## [Brief]
In the entries below, find the lines that contain the word "Take" and copy them.

## [Stored items]
============

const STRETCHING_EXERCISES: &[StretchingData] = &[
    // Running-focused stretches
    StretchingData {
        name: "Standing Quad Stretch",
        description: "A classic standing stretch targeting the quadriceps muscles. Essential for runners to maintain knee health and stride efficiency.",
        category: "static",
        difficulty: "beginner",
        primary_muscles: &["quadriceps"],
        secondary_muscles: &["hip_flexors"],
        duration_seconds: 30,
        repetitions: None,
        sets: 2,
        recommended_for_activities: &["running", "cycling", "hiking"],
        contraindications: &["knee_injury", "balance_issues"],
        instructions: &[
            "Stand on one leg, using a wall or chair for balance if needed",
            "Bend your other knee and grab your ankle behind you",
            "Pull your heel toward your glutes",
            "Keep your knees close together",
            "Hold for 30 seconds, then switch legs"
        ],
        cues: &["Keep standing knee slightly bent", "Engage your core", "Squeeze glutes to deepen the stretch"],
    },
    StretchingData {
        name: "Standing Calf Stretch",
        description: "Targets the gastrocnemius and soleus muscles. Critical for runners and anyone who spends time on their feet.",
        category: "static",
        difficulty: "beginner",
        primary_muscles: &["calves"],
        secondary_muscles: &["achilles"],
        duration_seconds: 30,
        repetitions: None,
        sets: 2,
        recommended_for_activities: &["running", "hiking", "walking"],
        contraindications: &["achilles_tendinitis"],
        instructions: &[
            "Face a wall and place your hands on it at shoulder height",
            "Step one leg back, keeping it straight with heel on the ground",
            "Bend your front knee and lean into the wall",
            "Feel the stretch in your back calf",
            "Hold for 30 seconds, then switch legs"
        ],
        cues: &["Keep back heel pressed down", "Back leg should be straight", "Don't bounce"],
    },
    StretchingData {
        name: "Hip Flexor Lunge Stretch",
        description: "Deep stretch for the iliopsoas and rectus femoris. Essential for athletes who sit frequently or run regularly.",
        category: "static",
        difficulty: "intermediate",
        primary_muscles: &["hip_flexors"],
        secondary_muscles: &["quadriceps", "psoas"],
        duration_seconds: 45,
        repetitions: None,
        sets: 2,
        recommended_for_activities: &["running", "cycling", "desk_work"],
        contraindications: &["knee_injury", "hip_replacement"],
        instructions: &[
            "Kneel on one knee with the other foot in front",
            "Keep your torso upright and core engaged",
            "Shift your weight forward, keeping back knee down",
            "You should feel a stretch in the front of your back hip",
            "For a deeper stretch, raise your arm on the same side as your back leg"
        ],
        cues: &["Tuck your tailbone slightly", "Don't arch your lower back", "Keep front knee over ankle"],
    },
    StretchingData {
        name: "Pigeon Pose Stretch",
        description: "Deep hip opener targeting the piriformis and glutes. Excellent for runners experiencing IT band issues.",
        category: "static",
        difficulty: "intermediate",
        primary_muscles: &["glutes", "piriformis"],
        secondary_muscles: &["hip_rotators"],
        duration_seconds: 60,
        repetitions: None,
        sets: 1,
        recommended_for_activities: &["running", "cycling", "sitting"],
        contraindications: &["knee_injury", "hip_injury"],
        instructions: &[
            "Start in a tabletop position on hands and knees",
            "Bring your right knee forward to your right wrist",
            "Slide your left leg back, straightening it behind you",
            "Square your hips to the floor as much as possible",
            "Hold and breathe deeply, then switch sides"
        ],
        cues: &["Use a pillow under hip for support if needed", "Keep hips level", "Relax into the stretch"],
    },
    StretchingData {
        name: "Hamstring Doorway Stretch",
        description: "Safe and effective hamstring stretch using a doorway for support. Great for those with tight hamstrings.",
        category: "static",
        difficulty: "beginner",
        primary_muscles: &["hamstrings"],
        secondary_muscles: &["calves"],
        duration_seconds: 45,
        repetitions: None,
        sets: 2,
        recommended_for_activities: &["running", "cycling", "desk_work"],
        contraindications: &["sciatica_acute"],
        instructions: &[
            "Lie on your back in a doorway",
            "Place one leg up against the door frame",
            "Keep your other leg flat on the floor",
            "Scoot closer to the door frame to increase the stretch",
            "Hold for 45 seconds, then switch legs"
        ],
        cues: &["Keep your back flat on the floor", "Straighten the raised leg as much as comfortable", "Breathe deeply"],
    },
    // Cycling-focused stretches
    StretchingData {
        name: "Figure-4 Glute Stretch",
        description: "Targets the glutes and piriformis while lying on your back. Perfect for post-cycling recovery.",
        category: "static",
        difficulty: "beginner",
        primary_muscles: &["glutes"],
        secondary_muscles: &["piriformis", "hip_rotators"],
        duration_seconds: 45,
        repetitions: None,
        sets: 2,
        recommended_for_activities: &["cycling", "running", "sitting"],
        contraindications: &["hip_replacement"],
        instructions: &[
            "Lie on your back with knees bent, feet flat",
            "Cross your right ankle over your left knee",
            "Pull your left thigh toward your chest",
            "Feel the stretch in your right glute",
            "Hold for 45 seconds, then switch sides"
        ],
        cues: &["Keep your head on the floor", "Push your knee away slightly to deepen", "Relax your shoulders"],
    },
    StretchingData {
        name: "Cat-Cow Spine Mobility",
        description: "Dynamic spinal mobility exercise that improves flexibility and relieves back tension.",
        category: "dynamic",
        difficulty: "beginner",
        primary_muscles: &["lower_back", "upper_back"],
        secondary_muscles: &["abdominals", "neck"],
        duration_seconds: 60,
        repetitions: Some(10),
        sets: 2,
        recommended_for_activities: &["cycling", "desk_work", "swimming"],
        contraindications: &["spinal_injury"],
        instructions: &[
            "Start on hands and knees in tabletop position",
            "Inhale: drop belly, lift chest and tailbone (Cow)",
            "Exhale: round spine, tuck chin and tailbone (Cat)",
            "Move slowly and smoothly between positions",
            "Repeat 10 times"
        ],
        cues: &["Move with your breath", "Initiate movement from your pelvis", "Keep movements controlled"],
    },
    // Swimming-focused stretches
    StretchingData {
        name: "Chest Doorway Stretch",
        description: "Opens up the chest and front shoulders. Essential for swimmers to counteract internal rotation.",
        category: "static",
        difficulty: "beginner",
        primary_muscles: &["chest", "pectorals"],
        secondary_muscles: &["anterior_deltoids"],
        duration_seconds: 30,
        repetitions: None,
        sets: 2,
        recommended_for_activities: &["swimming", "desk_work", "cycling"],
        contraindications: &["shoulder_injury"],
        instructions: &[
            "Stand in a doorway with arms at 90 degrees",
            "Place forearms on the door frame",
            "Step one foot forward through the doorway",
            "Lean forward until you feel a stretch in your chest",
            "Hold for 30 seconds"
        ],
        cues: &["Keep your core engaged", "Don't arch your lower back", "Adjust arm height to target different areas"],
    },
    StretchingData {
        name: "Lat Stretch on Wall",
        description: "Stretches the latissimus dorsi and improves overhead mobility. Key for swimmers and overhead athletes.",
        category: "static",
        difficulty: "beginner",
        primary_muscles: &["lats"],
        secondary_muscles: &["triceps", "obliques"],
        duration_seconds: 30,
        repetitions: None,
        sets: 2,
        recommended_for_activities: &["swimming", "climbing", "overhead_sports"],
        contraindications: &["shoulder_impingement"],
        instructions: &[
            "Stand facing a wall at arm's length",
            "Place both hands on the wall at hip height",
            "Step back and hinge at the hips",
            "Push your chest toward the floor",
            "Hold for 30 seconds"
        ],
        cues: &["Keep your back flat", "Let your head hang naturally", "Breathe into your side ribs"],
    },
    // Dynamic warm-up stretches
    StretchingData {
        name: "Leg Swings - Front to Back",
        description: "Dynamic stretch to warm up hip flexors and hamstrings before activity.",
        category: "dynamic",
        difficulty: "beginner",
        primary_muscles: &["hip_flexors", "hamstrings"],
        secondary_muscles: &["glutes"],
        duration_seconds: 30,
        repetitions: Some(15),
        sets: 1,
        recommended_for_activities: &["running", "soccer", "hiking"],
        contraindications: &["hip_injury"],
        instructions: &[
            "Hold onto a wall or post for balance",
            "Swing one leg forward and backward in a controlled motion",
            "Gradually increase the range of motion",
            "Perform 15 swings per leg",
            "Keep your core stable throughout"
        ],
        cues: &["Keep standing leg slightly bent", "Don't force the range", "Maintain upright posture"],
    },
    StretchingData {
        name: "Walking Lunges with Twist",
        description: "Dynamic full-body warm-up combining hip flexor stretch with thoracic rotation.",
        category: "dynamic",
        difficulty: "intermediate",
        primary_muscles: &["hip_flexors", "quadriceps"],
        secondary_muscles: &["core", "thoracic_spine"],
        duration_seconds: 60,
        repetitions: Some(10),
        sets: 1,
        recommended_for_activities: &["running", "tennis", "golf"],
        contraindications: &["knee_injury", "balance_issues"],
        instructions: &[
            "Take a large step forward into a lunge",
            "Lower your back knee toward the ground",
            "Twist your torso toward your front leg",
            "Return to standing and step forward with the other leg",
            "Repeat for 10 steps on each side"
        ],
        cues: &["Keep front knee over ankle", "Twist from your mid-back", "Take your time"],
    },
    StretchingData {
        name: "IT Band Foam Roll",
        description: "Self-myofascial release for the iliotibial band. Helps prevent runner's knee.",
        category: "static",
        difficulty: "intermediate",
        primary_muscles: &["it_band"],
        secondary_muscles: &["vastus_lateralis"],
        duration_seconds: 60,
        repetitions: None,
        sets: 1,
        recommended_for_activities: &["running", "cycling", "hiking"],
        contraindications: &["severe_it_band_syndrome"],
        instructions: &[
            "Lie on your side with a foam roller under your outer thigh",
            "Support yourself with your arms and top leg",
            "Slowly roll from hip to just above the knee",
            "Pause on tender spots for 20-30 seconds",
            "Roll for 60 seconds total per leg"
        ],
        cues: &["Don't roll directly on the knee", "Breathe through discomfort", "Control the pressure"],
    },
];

============

## [Exercise output]
            "Take a large step forward into a lunge",
        cues: &["Keep front knee over ankle", "Twist from your mid-back", "Take your time"],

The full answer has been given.